Match a string against an easy pattern - c#

I am trying to future proof a program I am creating so that the pattern I need to have users put in is not hard coded. There is always a chance that the letter or number patter can change, but when it does I need everyone to remain consistent. Plus I want the managers to be to control what goes in without relying on me. Is it possible to use regex or another string tool to compare input against a list stored in a database. I want it to be easy so the patterns stored in the database would look like X###### or X######-X####### and so on.

Sure, just store the regular expression rules in a string column in a table and then load them into an IEnumerable<Regex> in your app.
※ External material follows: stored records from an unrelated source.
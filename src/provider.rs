//! Provider dispatch contract (`spec.md` §4.4, §6).
//!
//! A provider claims zero or more namespaces. The registry tries every
//! provider registered for a namespace, in registration order, until one
//! returns `Some` (override semantics); `None` from all of them (or no
//! providers at all for that namespace) is an [`EvalError::UnknownField`].

use std::any::Any;
use std::collections::HashMap;
use std::rc::Rc;

use crate::ast::Template;
use crate::error::EvalError;

/// Lets a provider evaluate a sub-template (a filter argument, a default,
/// a format string) without depending on the evaluator directly.
pub type EvalCallback<'a> = dyn FnMut(&Template) -> Result<Vec<String>, EvalError> + 'a;

/// What a provider hands back from a successful resolution.
#[derive(Debug, Clone, Default)]
pub struct ResolvedField {
    pub values: Vec<String>,
    /// Set when the provider used `default_template` as its own payload
    /// (e.g. `strftime`'s format string, `var`'s bound value). The
    /// evaluator must not also apply it as a phase-9 default in that case
    /// (`spec.md` §4.2 phase 1).
    pub default_consumed: bool,
}

impl ResolvedField {
    pub fn values(values: Vec<String>) -> Self {
        ResolvedField {
            values,
            default_consumed: false,
        }
    }

    pub fn consumed(values: Vec<String>) -> Self {
        ResolvedField {
            values,
            default_consumed: true,
        }
    }
}

pub trait Provider {
    /// Namespaces this provider wants dispatched to it. A bare field with
    /// no `field:subfield` syntax dispatches under the empty string.
    fn namespaces(&self) -> Vec<String>;

    /// Attempts to resolve one field. Returning `Ok(None)` declines,
    /// letting the registry fall through to the next provider registered
    /// for `namespace` (or fail with `UnknownField` if none is left).
    #[allow(clippy::too_many_arguments)]
    fn resolve(
        &self,
        namespace: &str,
        subfield: &str,
        attributes: &[String],
        default_template: Option<&Template>,
        file: &dyn Any,
        eval: &mut EvalCallback,
    ) -> Result<Option<ResolvedField>, EvalError>;
}

#[derive(Default)]
pub struct Registry {
    providers: HashMap<String, Vec<Rc<dyn Provider>>>,
}

impl Registry {
    pub fn new() -> Self {
        Registry::default()
    }

    /// A registry pre-populated with every no-namespace built-in provider
    /// (`spec.md` §4.4): punctuation fields, file metadata, `format`,
    /// `strip`. Hosts layer `audio`/`pdf`/`docx`/plugin namespaces on top
    /// with [`Registry::register`].
    ///
    /// `today`, `now`, and `var` are not providers: they need mutable
    /// access to [`crate::context::EvalContext`] (sticky timestamp cache,
    /// variable bindings) that the `Provider` trait's `file: &dyn Any`
    /// handle cannot reach, so `src/eval.rs` resolves them directly before
    /// falling through to the registry.
    pub fn builtins() -> Self {
        let mut registry = Registry::new();
        registry.register(Rc::new(crate::builtins::punctuation::PunctuationProvider));
        registry.register(Rc::new(crate::builtins::file::FileMetaProvider));
        registry.register(Rc::new(crate::builtins::misc::MiscProvider));
        registry.register(Rc::new(crate::builtins::misc::FormatProvider));
        registry
    }

    pub fn register(&mut self, provider: Rc<dyn Provider>) {
        for namespace in provider.namespaces() {
            self.providers
                .entry(namespace)
                .or_insert_with(Vec::new)
                .push(provider.clone());
        }
    }

    #[allow(clippy::too_many_arguments)]
    pub fn resolve(
        &self,
        namespace: &str,
        subfield: &str,
        attributes: &[String],
        default_template: Option<&Template>,
        file: &dyn Any,
        eval: &mut EvalCallback,
    ) -> Result<ResolvedField, EvalError> {
        let providers = self
            .providers
            .get(namespace)
            .ok_or_else(|| EvalError::unknown_field(namespace, subfield))?;

        for provider in providers {
            if let Some(resolved) =
                provider.resolve(namespace, subfield, attributes, default_template, file, eval)?
            {
                return Ok(resolved);
            }
            log::debug!(
                "provider declined {}:{}, falling through to next registered provider",
                namespace,
                subfield
            );
        }
        Err(EvalError::unknown_field(namespace, subfield))
    }
}
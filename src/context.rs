//! Per-render evaluation context (`spec.md` §3).
//!
//! Created once per `(file, template_set)` invocation and discarded
//! afterwards; nothing here outlives a single [`crate::eval::render`] call.

use std::any::Any;
use std::collections::HashMap;

use chrono::{DateTime, Local};

/// Key used by the provider cache: a field resolves to the same value for
/// the whole render as long as it carries no default-template payload
/// (consuming fields like `var`/`format`/`strftime` are never cached, since
/// their result depends on the payload, not just the field identity).
type CacheKey = (String, String, Vec<String>);

pub struct EvalContext<'f> {
    pub file: &'f dyn Any,
    pub variables: HashMap<String, Vec<String>>,
    /// Timestamp captured on first use of `{today}` in this render; `{now}`
    /// never consults or updates this (`spec.md` §9).
    now_cached: Option<DateTime<Local>>,
    provider_cache: HashMap<CacheKey, Vec<String>>,
}

impl<'f> EvalContext<'f> {
    pub fn new(file: &'f dyn Any) -> Self {
        EvalContext {
            file,
            variables: HashMap::new(),
            now_cached: None,
            provider_cache: HashMap::new(),
        }
    }

    /// Returns the sticky `{today}` timestamp, capturing it on first call.
    pub fn today(&mut self) -> DateTime<Local> {
        *self.now_cached.get_or_insert_with(Local::now)
    }

    pub fn cache_get(&self, namespace: &str, subfield: &str, attributes: &[String]) -> Option<&Vec<String>> {
        self.provider_cache
            .get(&(namespace.to_string(), subfield.to_string(), attributes.to_vec()))
    }

    pub fn cache_put(&mut self, namespace: &str, subfield: &str, attributes: &[String], values: Vec<String>) {
        self.provider_cache
            .insert((namespace.to_string(), subfield.to_string(), attributes.to_vec()), values);
    }

    pub fn bind_variable(&mut self, name: impl Into<String>, value: Vec<String>) {
        self.variables.insert(name.into(), value);
    }

    pub fn variable(&self, name: &str) -> Option<&Vec<String>> {
        self.variables.get(name)
    }
}

#[cfg(test)]
mod tests {
    use super::*;

    #[test]
    fn today_is_sticky_within_one_context() {
        let file: &dyn Any = &();
        let mut ctx = EvalContext::new(file);
        let first = ctx.today();
        let second = ctx.today();
        assert_eq!(first, second);
    }

    #[test]
    fn two_contexts_do_not_share_bindings() {
        let file: &dyn Any = &();
        let mut a = EvalContext::new(file);
        a.bind_variable("x", vec!["1".to_string()]);
        let b = EvalContext::new(file);
        assert!(b.variable("x").is_none());
    }
}
extern crate chrono;
extern crate regex;
#[macro_use]
extern crate failure;
#[macro_use]
extern crate failure_derive;
extern crate itertools;
extern crate log;
extern crate phf;
#[macro_use]
extern crate phf_macros;

pub mod ast;
pub mod builtins;
pub mod catalog;
pub mod context;
pub mod error;
pub mod eval;
pub mod filters;
mod lexer;
pub mod parser;
pub mod provider;

pub use ast::{Conditional, ConditionalOp, FilterCall, Node, Statement, Template};
pub use context::EvalContext;
pub use error::{EvalError, Error, SyntaxError};
pub use eval::{render, render_string};
pub use parser::parse;
pub use provider::{Provider, Registry, ResolvedField};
Then, a match is simply if ANY of those rules match. Beware that conflicting rules could be prone to greedy race (first one to be checked wins) so you'd have to be careful there. Also be aware that there are many optimizations that you could perform beyond my example, which is designed to be simple.
List<string> regexStrings = db.GetRegexStrings();
var result = new List<Regex>(regexStrings.Count);
foreach (var regexString in regexStrings)
{
result.Add(new Regex(regexString);
}
...
// The check
bool matched = result.Any(i => i.IsMatch(testInput));

You could store your patterns as-is in your database, and then translate them to regexes.
I don't know specifically what characters you'd need in your format, but let's suppose you just want to substitute a number to # and leave the rest as-is, here's some code for that:
public static Regex ConvertToRegex(string pattern)
{
var sb = new StringBuilder();
sb.Append("^");
foreach (var c in pattern)
{
switch (c)
{
case '#':
sb.Append(#"\d");
break;
default:
sb.Append(Regex.Escape(c.ToString()));
break;
}
}
sb.Append("$");
return new Regex(sb.ToString());
}
You can also use options like RegexOptions.IgnoreCase if that's what you need.
NB: For some reason, Regex.Escape escapes the # character, even though it's not special... So I just went for the character-by-character approach.

private bool TestMethod()
{
const string textPattern = "X###";
string text = textBox1.Text;
bool match = true;
if (text.Length == textPattern.Length)
{
char[] chrStr = text.ToCharArray();
char[] chrPattern = textPattern.ToCharArray();
int length = text.Length;
for (int i = 0; i < length; i++)
{
if (chrPattern[i] != '#')
{
if (chrPattern[i] != chrStr[i])
{
return false;
}
}
}
}
else
{
return false;
}
return match;
}
This is doing everything I need it to do now. Thanks for all the tips though. I will have to look into the regex more in the future.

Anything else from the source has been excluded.